Over the past several months, Bread for the World joined with our coalition partners to urge the U.S. government to support a new allocation of SDRs. Bread for the World’s policy memo to the Biden-Harris administration emphasized a new issuance of SDRs as a critical component of a comprehensive global COVID-19 response plan.
As a member of the Steering Committee of the IFI Working Group, Bread for the World also offered the Treasury Department more detailed information and specific points in support of the new SDR allocation. It included ways for U.S. international assistance to support IFIs in a proposed policy package that included a new issuance of SDRs.
In addition, Bread, along with more than 250 other organizations and individuals, advocated at the global level by signing Jubilee USA’s letter to the G20 group of industrialized nations. The letter called for prompt approval of an SDR allocation to support countries’ crisis response and recovery efforts.
This recent work on global financial policy continues Bread’s longstanding work on debt relief and other fiscal initiatives that provide support to efforts to end hunger. Perhaps most notably, Bread members worked to secure billions of dollars in debt relief as part of the Proclaim Jubilee 2000 effort and the Highly Indebted Poor Countries (HIPC) initiatives. Countries with unsustainable debt burdens were able to reallocate money previously spent on debt service to health and education.

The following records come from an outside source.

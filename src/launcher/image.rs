//! Image launch strategy
//!
//! Runs the wrapper script from the repo checkout. The script pulls the tool
//! image and runs it with the selected container engine.

use std::path::PathBuf;
use tracing::debug;

use super::{
    path_arg, with_common_env, CommandLine, LaunchError, LaunchRequest, SuiteLauncher,
    ENV_CONTAINER_CLIENT,
};
use crate::config::HarnessConfig;

/// Image launch strategy
pub struct ImageLauncher {
    repo: PathBuf,
    script: String,
    container_engine: String,
    image_ref: String,
    docker_config_file: PathBuf,
    kubeconfig: Option<PathBuf>,
}

impl ImageLauncher {
    pub fn new(config: &HarnessConfig) -> Self {
        Self {
            repo: config.tnf_repo_path.clone(),
            script: config.tnf_entry_point_script.clone(),
            container_engine: config.container_engine.clone(),
            image_ref: config.image_ref(),
            docker_config_file: config.docker_config_file(),
            kubeconfig: config.kubeconfig_path(),
        }
    }
}

impl SuiteLauncher for ImageLauncher {
    fn command(&self, request: &LaunchRequest<'_>) -> Result<CommandLine, LaunchError> {
        debug!(engine = %self.container_engine, "Selected container engine");

        if self.container_engine.is_empty() {
            return Err(LaunchError::Environment {
                name: ENV_CONTAINER_CLIENT.to_string(),
                reason: "no container engine configured".to_string(),
            });
        }

        let kubeconfig = self.kubeconfig.as_deref().ok_or_else(|| LaunchError::Environment {
            name: "KUBECONFIG".to_string(),
            reason: "no kubeconfig found; set `kubeconfig` in the harness config \
                     or export KUBECONFIG"
                .to_string(),
        })?;

        let cmd = CommandLine::new(format!("./{}", self.script))
            .current_dir(&self.repo)
            .flag("-k", path_arg(kubeconfig))
            .flag("-c", path_arg(&self.docker_config_file))
            .flag("-t", path_arg(request.config_dir))
            .flag("-o", path_arg(request.report_dir))
            .flag("-i", self.image_ref.as_str())
            .flag("-l", request.test_case)
            .env(ENV_CONTAINER_CLIENT, self.container_engine.as_str())?;

        with_common_env(cmd)
    }

    fn name(&self) -> &'static str {
        "image"
    }
}
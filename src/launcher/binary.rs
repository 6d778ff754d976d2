//! Binary launch strategy
//!
//! Runs the compiled tool from the repo checkout.

use std::path::PathBuf;
use tracing::debug;

use super::{path_arg, with_common_env, CommandLine, LaunchError, LaunchRequest, SuiteLauncher};
use crate::config::{tnf_config_file, HarnessConfig};

/// Binary launch strategy
pub struct BinaryLauncher {
    binary: PathBuf,
}

impl BinaryLauncher {
    pub fn new(config: &HarnessConfig) -> Self {
        Self {
            binary: config.binary_path(),
        }
    }
}

impl SuiteLauncher for BinaryLauncher {
    fn command(&self, request: &LaunchRequest<'_>) -> Result<CommandLine, LaunchError> {
        if let Err(source) = std::fs::metadata(&self.binary) {
            debug!(binary = %self.binary.display(), error = %source, "Tool binary missing");
            return Err(LaunchError::BinaryNotFound {
                path: self.binary.clone(),
                source,
            });
        }

        let cmd = CommandLine::new(&self.binary)
            .arg("run")
            .flag("--config-file", path_arg(&tnf_config_file(request.config_dir)))
            .flag("--output-dir", path_arg(request.report_dir))
            .flag("--label-filter", request.test_case);

        with_common_env(cmd)
    }

    fn name(&self) -> &'static str {
        "binary"
    }
}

Now, with access to $274 billion in financial resources they did not have before, lower-income countries will be better able to stave off future financial crises and invest in COVID-19 response and recovery initiatives such as food and nutrition assistance.
This is one example of the behind-the-scenes work that Bread for the World does, day in and day out, year after year, to win U.S. government policy change that works for people experiencing hunger and poverty.